Records: Begin

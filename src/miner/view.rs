use std::fmt;
use std::fs::File;
use std::io;
use std::path::Path;

use crate::error::{MineError, MineResult};

/// The materialized result of mining one candidate block: a header row
/// plus a rectangular data matrix. Immutable once constructed.
#[derive(Debug, Clone, PartialEq, Eq)]
pub struct TableView {
    headers: Vec<String>,
    data: Vec<Vec<String>>,
}

impl TableView {
    /// Construct a view, rejecting any row whose cell count differs from
    /// the header count. Catching the mismatch here keeps rendering and
    /// export free of ragged-row handling.
    pub fn new(headers: Vec<String>, data: Vec<Vec<String>>) -> MineResult<Self> {
        for (i, row) in data.iter().enumerate() {
            if row.len() != headers.len() {
                return Err(MineError::invalid_shape(format!(
                    "row {} has {} cells, expected {}",
                    i,
                    row.len(),
                    headers.len()
                )));
            }
        }
        Ok(Self { headers, data })
    }

    pub fn headers(&self) -> &[String] {
        &self.headers
    }

    pub fn data(&self) -> &[Vec<String>] {
        &self.data
    }

    /// Number of columns, derived from the headers.
    pub fn ncol(&self) -> usize {
        self.headers.len()
    }

    /// Number of data rows, excluding the header.
    pub fn nrow(&self) -> usize {
        self.data.len()
    }

    /// Serialize the header record followed by one record per data row to
    /// `writer`, fields separated by `delimiter`. The encoder handles any
    /// quoting; flushing happens before return on the success path and the
    /// writer is dropped on every path.
    pub fn write_delimited<W: io::Write>(&self, writer: W, delimiter: u8) -> MineResult<()> {
        let mut wtr = csv::WriterBuilder::new()
            .delimiter(delimiter)
            .from_writer(writer);

        wtr.write_record(&self.headers)
            .map_err(|e| MineError::export("writing header record", e))?;
        for row in &self.data {
            wtr.write_record(row)
                .map_err(|e| MineError::export("writing data record", e))?;
        }

        wtr.flush()
            .map_err(|e| MineError::export("flushing output", csv::Error::from(e)))?;
        Ok(())
    }

    /// Write the table to a delimited file at `path`.
    pub fn to_csv<P: AsRef<Path>>(&self, path: P, delimiter: u8) -> MineResult<()> {
        let path = path.as_ref();
        let file = File::create(path)
            .map_err(|e| MineError::file_io(path.to_string_lossy().to_string(), e))?;
        self.write_delimited(file, delimiter)
    }
}

/// Fixed-width rendering: every cell center-aligned to its column's widest
/// entry, columns joined with `" | "`, and an underscore rule directly
/// after the header row.
impl fmt::Display for TableView {
    fn fmt(&self, f: &mut fmt::Formatter<'_>) -> fmt::Result {
        if self.headers.is_empty() {
            return Ok(());
        }

        let mut widths: Vec<usize> = self.headers.iter().map(|h| h.chars().count()).collect();
        for row in &self.data {
            for (i, cell) in row.iter().enumerate() {
                widths[i] = widths[i].max(cell.chars().count());
            }
        }

        let render_row = |row: &[String]| -> String {
            row.iter()
                .zip(&widths)
                .map(|(cell, &w)| format!("{:^width$}", cell, width = w))
                .collect::<Vec<_>>()
                .join(" | ")
        };

        let header_row = render_row(&self.headers);
        let rule = "_".repeat(header_row.chars().count());
        writeln!(f, "{}", header_row)?;
        write!(f, "{}", rule)?;
        for row in &self.data {
            write!(f, "\n{}", render_row(row))?;
        }
        Ok(())
    }
}

#[cfg(test)]
mod tests {
    use super::*;

    fn strings(items: &[&str]) -> Vec<String> {
        items.iter().map(|s| s.to_string()).collect()
    }

    #[test]
    fn test_shape_validation_rejects_ragged_rows() {
        let result = TableView::new(
            strings(&["A", "B"]),
            vec![strings(&["1", "2"]), strings(&["3"])],
        );
        match result {
            Err(MineError::InvalidShape { message }) => {
                assert!(message.contains("row 1"));
                assert!(message.contains("expected 2"));
            }
            other => panic!("expected shape error, got {:?}", other),
        }
    }

    #[test]
    fn test_counts_are_derived() {
        let table = TableView::new(
            strings(&["Name", "Age"]),
            vec![strings(&["Alice", "30"]), strings(&["Bob", "25"])],
        )
        .unwrap();
        assert_eq!(table.ncol(), 2);
        assert_eq!(table.nrow(), 2);
    }

    #[test]
    fn test_render_centers_and_rules() {
        let table = TableView::new(
            strings(&["Name", "Age"]),
            vec![strings(&["Alice", "30"]), strings(&["Bob", "25"])],
        )
        .unwrap();
        let rendered = table.to_string();
        let lines: Vec<&str> = rendered.lines().collect();
        assert_eq!(lines[0], "Name  | Age");
        assert_eq!(lines[1], "___________");
        assert_eq!(lines[2], "Alice | 30 ");
        assert_eq!(lines[3], " Bob  | 25 ");
    }

    #[test]
    fn test_render_header_only() {
        let table = TableView::new(strings(&["A", "B"]), Vec::new()).unwrap();
        assert_eq!(table.to_string(), "A | B\n_____");
    }

    #[test]
    fn test_delimited_export() {
        let table = TableView::new(
            strings(&["Name", "Age"]),
            vec![strings(&["Alice", "30"]), strings(&["Bob", "25"])],
        )
        .unwrap();

        let mut buf = Vec::new();
        table.write_delimited(&mut buf, b';').unwrap();
        let written = String::from_utf8(buf).unwrap();
        assert_eq!(written, "Name;Age\nAlice;30\nBob;25\n");
    }
}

Records: End

Say how many lines of the listing above contain "writing". Include nothing besides the number.

→ **Task answer**
2